Washington state university's Dr Shulin Chen has identified cull potatoes, with their rich composition in starch and nutrients, as a potentially ideal raw material for the production of these important compounds.

And with the wholesale price for lactic acid currently at about 50 cents per pound and $4,500 a pound for pure chitin, Chen is confident that the fermentation and separation process he is working on for cull potatoes could revolutionize both the ingredients industry - and the fortunes of potato growers.

Lactic acid is a colourless compound, commonly used as a food additive for flavour and preservation. It is usually produced chemically from coal, petroleum, and natural gas, or biologically from the bioconversion of carbohydrates and plant biomass.

Chitin on the other hand is found primarily in the exoskeletons of crustaceans as well as in the cell walls of some fungi. But studies on the production of lactic acid from potatoes using the fungal strain Rhizopus oryzae NRRL 395 have found that a considerable amount of fungal biomass is produced at the same time.

This fungal mass has a cellular wall composed primarily of chitin, which has been found to have several nutritional and physiological benefits.

Now Chen believes that cull potatoes could provide the raw material needed to dramatically increase production. Research in this sector has grown rapidly, and could possibly be implemented in processing plants across the United States within the next five years.

The biggest problem Chen faces however is how to make his process economically feasible.

"It is not a question of if it can be done,"​ Chen said. "The technology is there. It's a matter of reducing the associated costs."
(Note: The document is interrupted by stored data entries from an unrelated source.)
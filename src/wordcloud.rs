//! Word-cloud links for submitted works.
//!
//! Builds a QuickChart word-cloud URL from the start of a work's extracted
//! text. Only the URL is produced; nothing is fetched.

use std::sync::Arc;

use reqwest::Url;
use serde::Serialize;
use uuid::Uuid;

use copycheck_core::extract::TextExtractor;
use copycheck_core::store::{ContentRecordStore, ContentStore, WorkStore};
use copycheck_core::{Error, Result};

pub const WORD_CLOUD_ENDPOINT: &str = "https://quickchart.io/wordcloud";

/// Bytes of text sent along in the query string.
pub const MAX_WORD_CLOUD_BYTES: usize = 1000;

#[derive(Debug, Clone, PartialEq, Serialize)]
pub struct WordCloud {
    pub work_id: Uuid,
    pub word_cloud_url: String,
}

/// Longest prefix of `text` that fits in `max` bytes without splitting a char.
pub fn truncate_on_char_boundary(text: &str, max: usize) -> &str {
    if text.len() <= max {
        return text;
    }
    let mut end = max;
    while !text.is_char_boundary(end) {
        end -= 1;
    }
    &text[..end]
}

pub fn word_cloud_url(text: &str) -> Result<Url> {
    let text = truncate_on_char_boundary(text, MAX_WORD_CLOUD_BYTES);
    Url::parse_with_params(
        WORD_CLOUD_ENDPOINT,
        &[
            ("text", text),
            ("format", "png"),
            ("width", "800"),
            ("height", "600"),
        ],
    )
    .map_err(|e| Error::Validation(format!("word cloud url: {}", e)))
}

#[derive(Clone)]
pub struct WordCloudService {
    works: Arc<dyn WorkStore>,
    contents: Arc<dyn ContentRecordStore>,
    blobs: Arc<dyn ContentStore>,
    extractor: Arc<dyn TextExtractor>,
}

impl WordCloudService {
    pub fn new(
        works: Arc<dyn WorkStore>,
        contents: Arc<dyn ContentRecordStore>,
        blobs: Arc<dyn ContentStore>,
        extractor: Arc<dyn TextExtractor>,
    ) -> Self {
        Self {
            works,
            contents,
            blobs,
            extractor,
        }
    }

    pub async fn for_work(&self, work_id: Uuid) -> Result<WordCloud> {
        let work = self.works.get_by_id(work_id).await?;
        let content = self.contents.get_by_id(work.content_id).await?;
        let bytes = self.blobs.get(&content.handle).await?;
        let text = self.extractor.extract(&bytes, &content.media_type)?;
        Ok(WordCloud {
            work_id,
            word_cloud_url: word_cloud_url(&text)?.to_string(),
        })
    }
}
The means are certainly available. Culls cannot be sold on the fresh market or processed into French fries or other potato products because they do not meet minimum size, grade or quality standards.

They are often are sent on for further processing, fed to cattle or added to compost piles. Potatoes cost about $70 to $120 per ton to grow while growers generally receive less than $10 a ton for their culls.

But with 15.44 percent potato starch content and a yield of 60 percent of glucose to lactic acid, cull potatoes can be converted to approximately 94.5 million pounds of lactic acid. At the current wholesale price of $0.50 per pound of lactic acid, the estimated total value in Washington State alone would be $47 million.

In addition to increasing lactic acid and chitin production, Chen's technology could also potentially reduce the environmental impact of potato waste and the wastewater generated during processing.

Wastewater generally is applied to land but because it contains some quantities of starch, protein, nitrogen and phosphate, any form of land application must be closely monitored. But the new technology utilizes the starch and protein from wastewater as well as the culls.

An Invention Disclosure for the process was submitted to Washington State University Research Foundation (WSURF) on 20 December 2004.